**Source material:**
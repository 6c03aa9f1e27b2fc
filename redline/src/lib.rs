//! Structurally-aware document diffs rendered as inline critic markup.
//!
//! The pipeline: both sources go through the converter into canonical markup
//! text, the diff engine merges them into one inline-tagged tree, the
//! similarity gate vetoes diffs that are too different to read, the
//! postprocessor rewrites the tree into a canonical annotation tree, the
//! converter serializes it to markdown, the critic codec encodes annotation
//! spans as `{--..--}` / `{++..++}` / `{~~..~>..~~}` tokens, the wrap
//! renderer reflows the text, and emission converts to the requested target
//! view.
//!
//! Each request is a strict sequential chain that owns its tree exclusively;
//! the only suspension points are collaborator invocations, and a failed
//! invocation aborts the request without retry.

pub mod convert;
pub mod critic;
pub mod engine;
mod options;
pub mod pandoc;
pub mod postprocess;
pub mod similarity;
pub mod wrap;

pub use convert::{Convert, Source};
pub use critic::View;
pub use engine::{DiffEngine, TokenDiff};
pub use options::Options;
pub use pandoc::Pandoc;

use std::io::Write as _;
use std::path::Path;
use thiserror::Error;
use tracing::{debug, warn};

#[derive(Debug, Error)]
pub enum Error {
    #[error("converter unavailable: {0}")]
    ConverterMissing(String),
    #[error("converter failed: {0}")]
    Converter(String),
    #[error("diff engine failed: {0}")]
    Engine(String),
    #[error(transparent)]
    Markup(#[from] redline_markup::ParseError),
    #[error(transparent)]
    Io(#[from] std::io::Error),
}

pub type Result<T> = std::result::Result<T, Error>;

/// Diff two documents and render the result.
///
/// Returns `Ok(None)` when the similarity gate rejects the diff or when the
/// output was written to a file.
pub async fn diff(
    old: &Source,
    new: &Source,
    converter: &dyn Convert,
    engine: &dyn DiffEngine,
    opts: &Options,
) -> Result<Option<String>> {
    let old_markup = converter.source_to_markup(old, opts).await?;
    let new_markup = converter.source_to_markup(new, opts).await?;
    let merged = engine.merge(&old_markup, &new_markup).await?;

    if opts.threshold > 0.0 {
        let similarity = similarity::score(&merged);
        if similarity < opts.threshold {
            let changed = similarity::changed_percent(similarity);
            warn!("{changed}% of the content has changed");
            return Ok(None);
        }
    }

    render(&merged, converter, opts).await
}

/// Render an inline-tagged diff tree: postprocess, encode, wrap, emit.
pub async fn render(
    merged: &str,
    converter: &dyn Convert,
    opts: &Options,
) -> Result<Option<String>> {
    let mut tree = redline_markup::parse(merged)?;
    postprocess::postprocess(&mut tree);
    let markup = redline_markup::serialize(&tree);
    debug!(len = markup.len(), "postprocessed annotation tree");

    let markdown = converter.markup_to_text(&markup, opts).await?;
    let encoded = critic::encode(&markdown);
    let wrapped = wrap::reflow(&encoded, opts.wrap);
    postrender(wrapped, converter, opts).await
}

/// Render the revision marks already present in a word-processor document.
pub async fn track_changes(
    file: &Path,
    converter: &dyn Convert,
    opts: &Options,
) -> Result<Option<String>> {
    let markup = converter.track_changes_markup(file).await?;
    render(&markup, converter, opts).await
}

/// Re-diff a critic-markup document against itself, normalising its
/// annotations: the reject view is treated as the old document and the
/// accept view as the new one.
pub async fn normalise(
    text: &str,
    converter: &dyn Convert,
    engine: &dyn DiffEngine,
    opts: &Options,
) -> Result<Option<String>> {
    let old = Source::text(critic::reject(text));
    let new = Source::text(critic::accept(text));
    diff(&old, &new, converter, engine, opts).await
}

/// Decode the critic text for the requested target and hand it to the
/// converter for emission.
async fn postrender(
    text: String,
    converter: &dyn Convert,
    opts: &Options,
) -> Result<Option<String>> {
    if opts.output.is_none() && opts.to.is_none() {
        return Ok(Some(text));
    }

    let out_ext = opts
        .output
        .as_ref()
        .and_then(|p| p.extension())
        .map(|e| e.to_string_lossy().to_ascii_lowercase());
    let has_ext = |ext: &str| out_ext.as_deref() == Some(ext);
    let to = opts.to.as_deref();
    let standalone = opts.standalone || has_ext("pdf");

    let highlight = opts.highlight_style.as_deref().unwrap_or("kate");
    let mut args = vec![format!("--highlight-style={highlight}")];
    if let Some(engine) = &opts.pdf_engine {
        args.push(format!("--pdf-engine={engine}"));
    }
    if let Some(path) = &opts.resource_path {
        args.push(format!("--resource-path={path}"));
    }
    if standalone {
        args.push("--standalone".to_string());
    }
    if let Some(to) = to {
        args.push(format!("--to={to}"));
    }

    let mut text = text;
    // The stylesheet handed to the converter must outlive the invocation.
    let mut stylesheet_file = None;
    if to == Some("latex") || has_ext("tex") || has_ext("pdf") {
        text = critic::decode(&text, View::Latex);
        args.push("--variable".to_string());
        args.push("colorlinks=true".to_string());
    } else if to == Some("docx") || has_ext("docx") {
        text = critic::decode(&text, View::TrackChanges);
    } else if to == Some("html") || has_ext("html") {
        text = wrap_annotation_blocks(&critic::decode(&text, View::Html));
        if standalone {
            let file = stylesheet()?;
            args.push(format!("--css={}", file.path().display()));
            args.push("--variable".to_string());
            args.push("include-before=<article class=\"markdown-body\">".to_string());
            args.push("--variable".to_string());
            args.push("include-after=</article>".to_string());
            args.push("--self-contained".to_string());
            stylesheet_file = Some(file);
        }
    }

    let result = converter.emit(&text, &args, opts.output.as_deref()).await;
    drop(stylesheet_file);
    result
}

/// Blocks that open with a bare annotation tag need explicit paragraph
/// wrappers, or the converter would treat the whole block as raw markup.
fn wrap_annotation_blocks(text: &str) -> String {
    text.split("\n\n")
        .map(|block| {
            if block.starts_with("<ins>") || block.starts_with("<del>") {
                format!("<p>{block}</p>")
            } else {
                block.to_string()
            }
        })
        .collect::<Vec<_>>()
        .join("\n\n")
}

/// Bundled annotation stylesheet, written out for the converter.
fn stylesheet() -> Result<tempfile::NamedTempFile> {
    let mut file = tempfile::Builder::new()
        .prefix("redline")
        .suffix(".css")
        .tempfile()?;
    file.write_all(include_str!("../assets/redline.css").as_bytes())?;
    file.flush()?;
    Ok(file)
}
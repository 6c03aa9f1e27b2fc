//! Logging setup for redline.
//!
//! Diagnostics go to stderr; stdout is reserved for document output. An
//! optional file layer can be enabled with `REDLINE_LOG_FILE`.
//!
//! ## Environment Variables
//!
//! 1. **`REDLINE_LOG`** (highest priority) - redline-specific logging control
//! 2. **`RUST_LOG`** - standard tracing environment variable
//! 3. **Default** - `warn` globally, `info` for redline crates
//!
//! `REDLINE_LOG=debug` expands to debug for all redline crates; module
//! syntax like `REDLINE_LOG=redline=trace,redline_markup=debug` is passed
//! through as-is.

use std::{env, path::PathBuf};
use tracing_appender::non_blocking::WorkerGuard;
use tracing_subscriber::{
    fmt, layer::SubscriberExt, util::SubscriberInitExt, EnvFilter, Layer, Registry,
};

const CRATES: &[&str] = &["redline", "redline_markup", "redline_log", "redline_bin"];

/// Returned from [`init`]; must be held alive so the optional file writer
/// flushes on exit.
pub struct LogGuard {
    _file_guard: Option<WorkerGuard>,
}

/// Initialize logging.
///
/// The returned [`LogGuard`] must be held for the lifetime of the program.
/// Safe to call when a subscriber is already installed (the second install
/// is ignored).
pub fn init() -> Result<LogGuard, Box<dyn std::error::Error + Send + Sync>> {
    let stderr_layer = fmt::layer()
        .with_writer(std::io::stderr)
        .without_time()
        .with_target(false)
        .with_filter(create_filter()?);

    let mut file_guard = None;
    let file_layer = match env::var("REDLINE_LOG_FILE").ok().map(PathBuf::from) {
        Some(path) => {
            let dir = path
                .parent()
                .filter(|p| !p.as_os_str().is_empty())
                .unwrap_or_else(|| std::path::Path::new("."));
            let name = path
                .file_name()
                .map(|n| n.to_string_lossy().into_owned())
                .unwrap_or_else(|| "redline.log".to_string());
            std::fs::create_dir_all(dir).ok();
            let appender = tracing_appender::rolling::never(dir, name);
            let (writer, guard) = tracing_appender::non_blocking(appender);
            file_guard = Some(guard);
            Some(
                fmt::layer()
                    .with_writer(writer)
                    .with_ansi(false)
                    .with_filter(create_filter()?),
            )
        },
        None => None,
    };

    Registry::default()
        .with(stderr_layer)
        .with(file_layer)
        .try_init()
        .ok();

    Ok(LogGuard {
        _file_guard: file_guard,
    })
}

/// Initialize logging for tests: stderr only, never panics when another
/// test already installed a subscriber.
pub fn test() {
    let _ = test_init();
}

fn test_init() -> Result<(), Box<dyn std::error::Error + Send + Sync>> {
    let filter = create_filter()?;
    fmt().with_env_filter(filter).with_writer(std::io::stderr).try_init()?;
    Ok(())
}

/// Create the [`EnvFilter`]: `REDLINE_LOG` > `RUST_LOG` > defaults.
fn create_filter() -> Result<EnvFilter, Box<dyn std::error::Error + Send + Sync>> {
    if let Ok(redline_log) = env::var("REDLINE_LOG") {
        return Ok(expand_redline_log(&redline_log));
    }

    if let Ok(rust_log) = env::var("RUST_LOG") {
        return Ok(EnvFilter::new(rust_log));
    }

    Ok(EnvFilter::new(default_filter("info")))
}

/// Expand a bare level like `REDLINE_LOG=debug` to all redline crates;
/// module-specific syntax is used verbatim.
fn expand_redline_log(value: &str) -> EnvFilter {
    if value.contains('=') || value.contains(':') || value.contains(',') {
        return EnvFilter::new(value);
    }
    EnvFilter::new(default_filter(value))
}

fn default_filter(level: &str) -> String {
    let mut filter = String::from("warn");
    for name in CRATES {
        filter.push_str(&format!(",{name}={level}"));
    }
    filter
}

#[cfg(test)]
mod tests {
    use super::*;

    #[test]
    fn default_filter_covers_all_crates() {
        let filter = default_filter("info");
        assert!(filter.starts_with("warn,"));
        for name in CRATES {
            assert!(filter.contains(&format!("{name}=info")));
        }
    }

    #[test]
    fn bare_level_is_expanded() {
        let filter = expand_redline_log("trace").to_string();
        assert!(filter.contains("redline=trace"));
        assert!(filter.contains("redline_markup=trace"));
    }

    #[test]
    fn module_syntax_is_passed_through() {
        let filter = expand_redline_log("redline=debug,warn").to_string();
        assert!(filter.contains("redline=debug"));
        assert!(!filter.contains("redline_markup"));
    }
}
/// Annotation classification of an element.
///
/// Exactly one of these classes marks an annotation span after
/// postprocessing; the codec matches on this exhaustively rather than on
/// class strings.
#[derive(Debug, Clone, Copy, PartialEq, Eq)]
pub enum AnnotationKind {
    /// Removed content.
    Del,
    /// Added content.
    Ins,
    /// A deletion immediately followed by an insertion, wrapped together.
    Sub,
}

impl AnnotationKind {
    /// The class string carried by annotation elements of this kind.
    pub fn class(self) -> &'static str {
        match self {
            AnnotationKind::Del => "del",
            AnnotationKind::Ins => "ins",
            AnnotationKind::Sub => "sub",
        }
    }

    fn from_class(class: &str) -> Option<Self> {
        match class {
            "del" => Some(AnnotationKind::Del),
            "ins" => Some(AnnotationKind::Ins),
            "sub" => Some(AnnotationKind::Sub),
            _ => None,
        }
    }
}

/// An element node: tag name plus ordered attributes.
#[derive(Debug, Clone, PartialEq, Eq)]
pub struct Element {
    name: CompactString,
    attrs: Vec<(CompactString, String)>,
}

impl Element {
    pub fn new(name: impl Into<CompactString>) -> Self {
        Self {
            name: name.into(),
            attrs: Vec::new(),
        }
    }

    pub fn name(&self) -> &str {
        &self.name
    }

    pub fn attrs(&self) -> &[(CompactString, String)] {
        &self.attrs
    }

    pub fn attr(&self, name: &str) -> Option<&str> {
        self.attrs
            .iter()
            .find(|(k, _)| k == name)
            .map(|(_, v)| v.as_str())
    }

    pub fn set_attr(&mut self, name: &str, value: impl Into<String>) {
        if let Some(slot) = self.attrs.iter_mut().find(|(k, _)| k == name) {
            slot.1 = value.into();
        } else {
            self.attrs.push((CompactString::from(name), value.into()));
        }
    }

    pub fn remove_attr(&mut self, name: &str) {
        self.attrs.retain(|(k, _)| k != name);
    }

    /// The full `class` attribute value, if any.
    pub fn class(&self) -> Option<&str> {
        self.attr("class")
    }

    /// Whether the whitespace-separated class list contains `name`.
    pub fn has_class(&self, name: &str) -> bool {
        self.class()
            .is_some_and(|c| c.split_ascii_whitespace().any(|part| part == name))
    }

    /// Annotation kind, for a `span` whose sole class is `del`/`ins`/`sub`.
    pub fn annotation_kind(&self) -> Option<AnnotationKind> {
        if self.name != "span" {
            return None;
        }
        AnnotationKind::from_class(self.class()?)
    }
}

/// Payload of a tree node.
#[derive(Debug, Clone, PartialEq, Eq)]
pub enum NodeData {
    Element(Element),
    Text(String),
}

#[derive(Debug, Clone)]
struct NodeEntry {
    parent: Option<NodeId>,
    children: Vec<NodeId>,
    data: NodeData,
}

/// An ordered, rooted markup tree.
///
/// The root is a synthetic `#document` element that is never serialized; the
/// document's top-level nodes are its children.
pub struct MarkupTree {
    nodes: Vec<NodeEntry>,
    root: NodeId,
}

impl MarkupTree {
    pub fn new() -> Self {
        let root_entry = NodeEntry {
            parent: None,
            children: Vec::new(),
            data: NodeData::Element(Element::new("#document")),
        };
        Self {
            nodes: vec![root_entry],
            root: NodeId(0),
        }
    }

    pub fn root(&self) -> NodeId {
        self.root
    }

    fn entry(&self, id: NodeId) -> &NodeEntry {
        &self.nodes[id.0]
    }

    fn entry_mut(&mut self, id: NodeId) -> &mut NodeEntry {
        &mut self.nodes[id.0]
    }

    fn alloc(&mut self, data: NodeData) -> NodeId {
        let id = NodeId(self.nodes.len());
        self.nodes.push(NodeEntry {
            parent: None,
            children: Vec::new(),
            data,
        });
        id
    }

    pub fn create_element(&mut self, name: &str) -> NodeId {
        self.alloc(NodeData::Element(Element::new(name)))
    }

    /// Shorthand for an element carrying only a class attribute.
    pub fn create_element_with_class(&mut self, name: &str, class: &str) -> NodeId {
        let id = self.create_element(name);
        if let NodeData::Element(el) = &mut self.entry_mut(id).data {
            el.set_attr("class", class);
        }
        id
    }

    pub fn create_text(&mut self, text: impl Into<String>) -> NodeId {
        self.alloc(NodeData::Text(text.into()))
    }

    pub fn data(&self, id: NodeId) -> &NodeData {
        &self.entry(id).data
    }

    pub fn element(&self, id: NodeId) -> Option<&Element> {
        match &self.entry(id).data {
            NodeData::Element(el) => Some(el),
            NodeData::Text(_) => None,
        }
    }

    pub fn element_mut(&mut self, id: NodeId) -> Option<&mut Element> {
        match &mut self.entry_mut(id).data {
            NodeData::Element(el) => Some(el),
            NodeData::Text(_) => None,
        }
    }

    pub fn tag(&self, id: NodeId) -> Option<&str> {
        self.element(id).map(Element::name)
    }

    pub fn text(&self, id: NodeId) -> Option<&str> {
        match &self.entry(id).data {
            NodeData::Text(t) => Some(t),
            NodeData::Element(_) => None,
        }
    }

    pub fn parent(&self, id: NodeId) -> Option<NodeId> {
        self.entry(id).parent
    }

    pub fn children(&self, id: NodeId) -> &[NodeId] {
        &self.entry(id).children
    }

    /// The next sibling node, element or text.
    pub fn next_sibling(&self, id: NodeId) -> Option<NodeId> {
        let parent = self.parent(id)?;
        let siblings = self.children(parent);
        let pos = siblings.iter().position(|&c| c == id)?;
        siblings.get(pos + 1).copied()
    }

    fn position_in_parent(&self, id: NodeId) -> Option<(NodeId, usize)> {
        let parent = self.parent(id)?;
        let pos = self.children(parent).iter().position(|&c| c == id)?;
        Some((parent, pos))
    }

    /// Detach `id` from its parent. The node (and its subtree) stays in the
    /// arena and can be re-attached.
    pub fn detach(&mut self, id: NodeId) {
        if let Some((parent, pos)) = self.position_in_parent(id) {
            self.entry_mut(parent).children.remove(pos);
            self.entry_mut(id).parent = None;
        }
    }

    /// Append `child` as the last child of `parent`, detaching it from any
    /// previous parent first.
    pub fn append(&mut self, parent: NodeId, child: NodeId) {
        self.detach(child);
        self.entry_mut(parent).children.push(child);
        self.entry_mut(child).parent = Some(parent);
    }

    /// Append text under `parent`, merging with a trailing text run.
    pub fn append_text(&mut self, parent: NodeId, text: &str) {
        if text.is_empty() {
            return;
        }
        if let Some(&last) = self.entry(parent).children.last() {
            if let NodeData::Text(existing) = &mut self.entry_mut(last).data {
                existing.push_str(text);
                return;
            }
        }
        let id = self.create_text(text);
        self.append(parent, id);
    }

    /// Insert `new` immediately before `reference` among its siblings.
    pub fn insert_before(&mut self, new: NodeId, reference: NodeId) {
        let (parent, pos) = match self.position_in_parent(reference) {
            Some(found) => found,
            None => return,
        };
        self.detach(new);
        self.entry_mut(parent).children.insert(pos, new);
        self.entry_mut(new).parent = Some(parent);
    }

    /// Insert `new` as the first child of `parent`.
    pub fn prepend(&mut self, parent: NodeId, new: NodeId) {
        self.detach(new);
        self.entry_mut(parent).children.insert(0, new);
        self.entry_mut(new).parent = Some(parent);
    }

    /// Replace `old` with the given nodes, splicing them into its position.
    pub fn replace_with(&mut self, old: NodeId, new: &[NodeId]) {
        let (parent, pos) = match self.position_in_parent(old) {
            Some(found) => found,
            None => return,
        };
        self.entry_mut(parent).children.remove(pos);
        self.entry_mut(old).parent = None;
        for (offset, &id) in new.iter().enumerate() {
            self.detach(id);
            self.entry_mut(parent).children.insert(pos + offset, id);
            self.entry_mut(id).parent = Some(parent);
        }
    }

    /// Replace an element by its children.
    pub fn unwrap_node(&mut self, id: NodeId) {
        let children = self.entry(id).children.clone();
        self.replace_with(id, &children);
    }

    /// Drop all children and replace them with a single text run.
    pub fn set_text_content(&mut self, id: NodeId, text: impl Into<String>) {
        let children = self.entry(id).children.clone();
        for child in children {
            self.detach(child);
        }
        let text_id = self.create_text(text);
        self.append(id, text_id);
    }

    /// Concatenated text of all text runs under `id`, in document order.
    pub fn text_content(&self, id: NodeId) -> String {
        let mut out = String::new();
        let mut stack = vec![id];
        while let Some(current) = stack.pop() {
            match &self.entry(current).data {
                NodeData::Text(t) => out.push_str(t),
                NodeData::Element(_) => {
                    for &child in self.entry(current).children.iter().rev() {
                        stack.push(child);
                    }
                },
            }
        }
        out
    }

    /// Deep-copy the subtree rooted at `id`; the copy starts detached.
    pub fn clone_subtree(&mut self, id: NodeId) -> NodeId {
        let data = self.entry(id).data.clone();
        let children = self.entry(id).children.clone();
        let copy = self.alloc(data);
        for child in children {
            let child_copy = self.clone_subtree(child);
            self.append(copy, child_copy);
        }
        copy
    }

    /// All attached element nodes matching `pred`, in document order.
    pub fn select(&self, pred: impl Fn(&Element) -> bool) -> Vec<NodeId> {
        let mut out = Vec::new();
        let mut stack: Vec<NodeId> = self
            .entry(self.root)
            .children
            .iter()
            .rev()
            .copied()
            .collect();
        while let Some(id) = stack.pop() {
            if let NodeData::Element(el) = &self.entry(id).data {
                if pred(el) {
                    out.push(id);
                }
            }
            for &child in self.entry(id).children.iter().rev() {
                stack.push(child);
            }
        }
        out
    }

    /// Element descendants of `id` (exclusive), in document order.
    pub fn descendants(&self, id: NodeId) -> Vec<NodeId> {
        let mut out = Vec::new();
        let mut stack: Vec<NodeId> = self.entry(id).children.iter().rev().copied().collect();
        while let Some(current) = stack.pop() {
            if matches!(self.entry(current).data, NodeData::Element(_)) {
                out.push(current);
            }
            for &child in self.entry(current).children.iter().rev() {
                stack.push(child);
            }
        }
        out
    }

    /// Detach every descendant element of `id` with the given tag name,
    /// subtree included.
    pub fn remove_descendants(&mut self, id: NodeId, tag: &str) {
        let matches: Vec<NodeId> = self
            .descendants(id)
            .into_iter()
            .filter(|&d| self.tag(d) == Some(tag))
            .collect();
        for node in matches.into_iter().rev() {
            self.detach(node);
        }
    }
}
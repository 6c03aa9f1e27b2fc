use clap::Parser;
use redline_bin::Cli;

#[tokio::main]
async fn main() {
    let cli = Cli::parse();

    let _log_guard = match redline_log::init() {
        Ok(guard) => Some(guard),
        Err(e) => {
            eprintln!("Warning: failed to initialize logging: {e}");
            None
        },
    };

    if let Err(e) = redline_bin::run(cli).await {
        eprintln!("Error: {e}");
        std::process::exit(1);
    }
}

**About this exercise:** Count how many lines in the entries contain "postrender", then state that number alone.

**Your response:** 2